Recently, a self-published media ? The drug request? The news has attracted a lot of attention. According to the article, the Hunan baby, who just turned one this year, is suffering from the rare disease ? Spinal Muscular Atrophy (SMA)? , urgently in need of effective drugs, but to pay ?700,000 yuan a ? of medicine, while the drug costs ?41 dollars? in Australia.
But according to published reports, the drug that matches the condition? Nocinazene sodium injection? has a price tag of $125,000 for a single dose. The drug requires five to six injections in the first year.
What can be done to improve access to expensive rare disease drugs? What payment model would be more acceptable?
A single dose of sodium nociceptin injection carries a $125,000 price tag. The drug requires five to six injections in the first year, which will cost $625,000 to $750,000, and three more injections per year thereafter, which will cost about $375,000. Patients may need injections of sodium nocinazene for the rest of their lives.

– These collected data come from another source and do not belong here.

//! Client for the external sales prediction service
//!
//! The service receives the recent daily values and answers either with a
//! structured forecast or with free model output that has to be scanned for
//! a number. Failures here are advisory: callers keep rendering the dashboard
//! without a forecast.

use std::collections::HashMap;
use std::sync::Mutex;
use std::time::Duration;

use chrono::NaiveDate;
use regex::Regex;
use reqwest::Client;
use serde::{Deserialize, Serialize};
use serde_json::Value;

use crate::error::{require_history, InsightsError, Result};
use crate::oscillators::RsiLevels;
use crate::series::{Metric, NormalizedSeries};

/// Confidence reported when the service does not provide one
pub const DEFAULT_CONFIDENCE: f64 = 0.9;

/// Fewest daily values worth sending to the service
pub const MIN_HISTORY: usize = 3;

/// Body of the POST sent to the prediction service
#[derive(Debug, Clone, PartialEq, Serialize, Deserialize)]
pub struct PredictionRequest {
    pub values: Vec<f64>,
    #[serde(default, skip_serializing_if = "Vec::is_empty")]
    pub dates: Vec<NaiveDate>,
    #[serde(rename = "lastDateStr", default, skip_serializing_if = "Option::is_none")]
    pub last_date: Option<NaiveDate>,
    #[serde(default, skip_serializing_if = "Option::is_none")]
    pub oversold_level: Option<f64>,
    #[serde(default, skip_serializing_if = "Option::is_none")]
    pub overbought_level: Option<f64>,
}

impl PredictionRequest {
    pub fn new(values: Vec<f64>, last_date: NaiveDate) -> Self {
        Self {
            values,
            dates: Vec::new(),
            last_date: Some(last_date),
            oversold_level: None,
            overbought_level: None,
        }
    }

    /// Daily values of one metric with their dates; `None` for an empty series
    pub fn from_series(series: &NormalizedSeries, metric: Metric, divisor: f64) -> Option<Self> {
        let last_date = series.last_date()?;
        Some(Self {
            values: series.values(metric).into_iter().map(|v| v / divisor).collect(),
            dates: series.dates(),
            last_date: Some(last_date),
            oversold_level: None,
            overbought_level: None,
        })
    }

    pub fn with_levels(mut self, levels: &RsiLevels) -> Self {
        self.oversold_level = Some(levels.oversold);
        self.overbought_level = Some(levels.overbought);
        self
    }

    /// Date the forecast is anchored on
    pub fn anchor_date(&self) -> Option<NaiveDate> {
        self.last_date.or_else(|| self.dates.last().copied())
    }
}

/// Structured answer of the prediction service
#[derive(Debug, Clone, PartialEq, Serialize, Deserialize)]
pub struct PredictionResponse {
    pub prediction_value: f64,
    #[serde(default = "default_confidence")]
    pub confidence: f64,
    #[serde(default)]
    pub trend_direction: Option<TrendDirection>,
    #[serde(default)]
    pub reasoning: Vec<String>,
    #[serde(default)]
    pub percent_change: Option<f64>,
}

fn default_confidence() -> f64 {
    DEFAULT_CONFIDENCE
}

#[derive(Debug, Clone, Copy, PartialEq, Eq, Serialize, Deserialize)]
#[serde(rename_all = "lowercase")]
pub enum TrendDirection {
    Up,
    Down,
    Sideways,
}

impl TrendDirection {
    pub fn between(last: f64, predicted: f64) -> Self {
        if predicted > last {
            TrendDirection::Up
        } else if predicted < last {
            TrendDirection::Down
        } else {
            TrendDirection::Sideways
        }
    }
}

/// Forecast for the day after the last observation
#[derive(Debug, Clone, PartialEq, Serialize, Deserialize)]
#[serde(rename_all = "camelCase")]
pub struct ForecastResult {
    pub predicted_value: f64,
    pub confidence: f64,
    pub trend_direction: TrendDirection,
    pub reasoning: Vec<String>,
    pub target_date: NaiveDate,
    pub percent_change: f64,
}

impl ForecastResult {
    /// Derive direction, change and target date from the last known value
    pub fn derive(
        predicted_value: f64,
        last_value: f64,
        last_date: NaiveDate,
        confidence: f64,
        reasoning: Vec<String>,
    ) -> Self {
        let percent_change = if last_value != 0.0 {
            (predicted_value - last_value) / last_value * 100.0
        } else {
            0.0
        };

        Self {
            predicted_value,
            confidence: if confidence.is_finite() { confidence.clamp(0.0, 1.0) } else { DEFAULT_CONFIDENCE },
            trend_direction: TrendDirection::between(last_value, predicted_value),
            reasoning,
            target_date: last_date.succ_opt().unwrap_or(last_date),
            percent_change,
        }
    }
}

/// Pulls the forecast number out of free model output
#[derive(Debug, Clone)]
pub struct ForecastParser {
    dated: Regex,
    number: Regex,
}

impl ForecastParser {
    pub fn new() -> Result<Self> {
        let compile = |pattern: &str| {
            Regex::new(pattern).map_err(|e| InsightsError::Configuration(e.to_string()))
        };
        Ok(Self {
            dated: compile(r"\d{4}-\d{2}-\d{2}:?\s*([-+]?[0-9]*\.?[0-9]+)")?,
            number: compile(r"([-+]?[0-9]*\.?[0-9]+)")?,
        })
    }

    /// First `YYYY-MM-DD: <number>` pair, else the first number anywhere
    pub fn parse(&self, text: &str) -> Option<f64> {
        self.dated
            .captures(text)
            .or_else(|| self.number.captures(text))
            .and_then(|caps| caps.get(1))
            .and_then(|m| m.as_str().parse().ok())
    }

    /// Turn a response body into `(value, confidence, reasoning)`
    fn interpret(&self, body: &str) -> Result<(f64, Option<f64>, Vec<String>)> {
        let json: Option<Value> = serde_json::from_str(body).ok();

        if let Some(json) = &json {
            if let Ok(structured) = serde_json::from_value::<PredictionResponse>(json.clone()) {
                return Ok((
                    structured.prediction_value,
                    Some(structured.confidence),
                    structured.reasoning,
                ));
            }
        }

        let text = match &json {
            Some(json) => extract_generated_text(json),
            None => body.to_string(),
        };

        let value = self
            .parse(&text)
            .ok_or_else(|| InsightsError::PredictionParse { raw: text.clone() })?;

        let reasoning = vec![
            "Model output processed".to_string(),
            format!("Raw output: {}", text),
        ];
        Ok((value, None, reasoning))
    }
}

/// Parse a forecast value from free text
pub fn parse_forecast_value(text: &str) -> Result<f64> {
    ForecastParser::new()?
        .parse(text)
        .ok_or_else(|| InsightsError::PredictionParse { raw: text.to_string() })
}

/// Text generated by an inference endpoint, in the shapes such endpoints use
pub fn extract_generated_text(value: &Value) -> String {
    let generated = |v: &Value| v.get("generated_text").and_then(Value::as_str).map(str::to_string);

    match value {
        Value::String(text) => text.clone(),
        _ => generated(value)
            .or_else(|| value.get(0).and_then(generated))
            .or_else(|| value.get("prediction_value").and_then(generated))
            .unwrap_or_else(|| value.to_string()),
    }
}

/// HTTP client for the prediction endpoint
#[derive(Debug, Clone)]
pub struct PredictionClient {
    client: Client,
    endpoint: String,
    parser: ForecastParser,
}

impl PredictionClient {
    pub fn new(endpoint: impl Into<String>, timeout: Duration) -> Result<Self> {
        let client = Client::builder().timeout(timeout).build()?;
        Ok(Self {
            client,
            endpoint: endpoint.into(),
            parser: ForecastParser::new()?,
        })
    }

    /// Point the client at another endpoint, e.g. a local mock
    pub fn with_endpoint(mut self, endpoint: impl Into<String>) -> Self {
        self.endpoint = endpoint.into();
        self
    }

    pub fn endpoint(&self) -> &str {
        &self.endpoint
    }

    /// Ask the service for the next day's value
    pub async fn predict(&self, request: &PredictionRequest) -> Result<ForecastResult> {
        require_history(request.values.len(), MIN_HISTORY)?;
        let last_date = request.anchor_date().ok_or_else(|| {
            InsightsError::Configuration("prediction request needs a last date".to_string())
        })?;
        let last_value = request.values.last().copied().unwrap_or(0.0);

        tracing::debug!(
            endpoint = %self.endpoint,
            points = request.values.len(),
            %last_date,
            "requesting forecast"
        );

        let response = self.client.post(&self.endpoint).json(request).send().await?;

        let status = response.status();
        let body = response.text().await?;
        if !status.is_success() {
            tracing::warn!(status = status.as_u16(), "prediction service returned an error");
            return Err(InsightsError::PredictionService {
                status: Some(status.as_u16()),
                body,
            });
        }

        let (value, confidence, reasoning) = self.parser.interpret(&body)?;
        Ok(ForecastResult::derive(
            value,
            last_value,
            last_date,
            confidence.unwrap_or(DEFAULT_CONFIDENCE),
            reasoning,
        ))
    }
}

/// Identity of a forecast: the anchor day and the exact request payload.
///
/// Two series ending on the same day (bread and revenue, say) get separate
/// cache entries.
#[derive(Debug, Clone, PartialEq, Eq, Hash)]
pub struct ForecastKey {
    last_date: NaiveDate,
    values: Vec<u64>,
    levels: (Option<u64>, Option<u64>),
}

impl ForecastKey {
    /// `None` when the request carries no anchor date
    pub fn for_request(request: &PredictionRequest) -> Option<Self> {
        Some(Self {
            last_date: request.anchor_date()?,
            values: request.values.iter().map(|v| v.to_bits()).collect(),
            levels: (
                request.oversold_level.map(f64::to_bits),
                request.overbought_level.map(f64::to_bits),
            ),
        })
    }

    pub fn last_date(&self) -> NaiveDate {
        self.last_date
    }
}

/// Handle for one forecast request issued through a [`ForecastSlot`]
#[derive(Debug, Clone, PartialEq, Eq)]
pub struct RequestTicket {
    seq: u64,
    key: ForecastKey,
}

impl RequestTicket {
    pub fn key(&self) -> &ForecastKey {
        &self.key
    }
}

#[derive(Debug, Default)]
struct SlotState {
    latest: u64,
    current: Option<ForecastResult>,
    cache: HashMap<ForecastKey, ForecastResult>,
}

/// Holds the forecast on screen; only the latest request may fill it
#[derive(Debug, Default)]
pub struct ForecastSlot {
    state: Mutex<SlotState>,
}

impl ForecastSlot {
    pub fn new() -> Self {
        Self::default()
    }

    fn lock(&self) -> std::sync::MutexGuard<'_, SlotState> {
        self.state.lock().unwrap_or_else(|poisoned| poisoned.into_inner())
    }

    /// Issue a ticket; every earlier ticket becomes stale
    pub fn begin(&self, key: ForecastKey) -> RequestTicket {
        let mut state = self.lock();
        state.latest += 1;
        RequestTicket { seq: state.latest, key }
    }

    pub fn is_latest(&self, ticket: &RequestTicket) -> bool {
        self.lock().latest == ticket.seq
    }

    /// Store a completed forecast. Returns `false` when the ticket was superseded.
    pub fn complete(&self, ticket: RequestTicket, forecast: ForecastResult) -> bool {
        let mut state = self.lock();
        if state.latest != ticket.seq {
            tracing::debug!(
                ticket = ticket.seq,
                latest = state.latest,
                "discarding stale forecast"
            );
            return false;
        }
        state.cache.insert(ticket.key, forecast.clone());
        state.current = Some(forecast);
        true
    }

    pub fn current(&self) -> Option<ForecastResult> {
        self.lock().current.clone()
    }

    pub fn cached(&self, key: &ForecastKey) -> Option<ForecastResult> {
        self.lock().cache.get(key).cloned()
    }

    /// Show a cached forecast. It counts as the newest request, so anything
    /// still in flight is superseded.
    fn show_cached(&self, key: &ForecastKey) -> Option<ForecastResult> {
        let mut state = self.lock();
        let hit = state.cache.get(key).cloned()?;
        state.latest += 1;
        state.current = Some(hit.clone());
        Some(hit)
    }

    /// Data changed: drop cached forecasts and supersede in-flight requests
    pub fn invalidate(&self) {
        let mut state = self.lock();
        state.latest += 1;
        state.current = None;
        state.cache.clear();
    }

    /// Serve from cache or ask the service. `Ok(None)` means a newer request won.
    pub async fn fetch(
        &self,
        client: &PredictionClient,
        request: &PredictionRequest,
    ) -> Result<Option<ForecastResult>> {
        let key = ForecastKey::for_request(request).ok_or_else(|| {
            InsightsError::Configuration("prediction request needs a last date".to_string())
        })?;

        if let Some(hit) = self.show_cached(&key) {
            return Ok(Some(hit));
        }

        let ticket = self.begin(key);
        let forecast = client.predict(request).await?;
        if self.complete(ticket, forecast.clone()) {
            Ok(Some(forecast))
        } else {
            Ok(None)
        }
    }
}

And domestic prices are far less than that pricing.? Domestically, there is a ?PAP patient assistance program? for SMA patients. Under this assistance program, patients are required to take 4 loading doses of sodium nocinazene injections over the first 2 months, in the form of buy 1 injection and get 3 free; after that, they have to take 1 injection every 4 months, in the form of buy 1 injection and get 1 free.
There are seven models of local coverage for rare diseases,? including special funds, negotiation of major diseases, financial contributions, policy-based commercial insurance, medical assistance, sporadic additions to health insurance and self-declaration.?
Rare disease medicines must be incorporated into medical insurance as soon as possible. Patients' individual rights are equal to those of other citizens, and the country's medical insurance should cover as much as possible of patients' treatment costs.?
In order to increase the accessibility of drugs for rare diseases to patients, governments around the world have mostly negotiated with drug companies to lower drug prices.
In terms of cost coverage, the Zhejiang Provincial Health Insurance Bureau stipulates that patients with rare diseases pay for the individual out-of-pocket portion of their visits to designated treatment hospitals, while other costs are settled directly between the health insurance agency and the designated treatment hospitals. Rare disease medicines are not included in the total budget management of the designated treatment hospitals and the scope of the assessment of the proportion of drugs.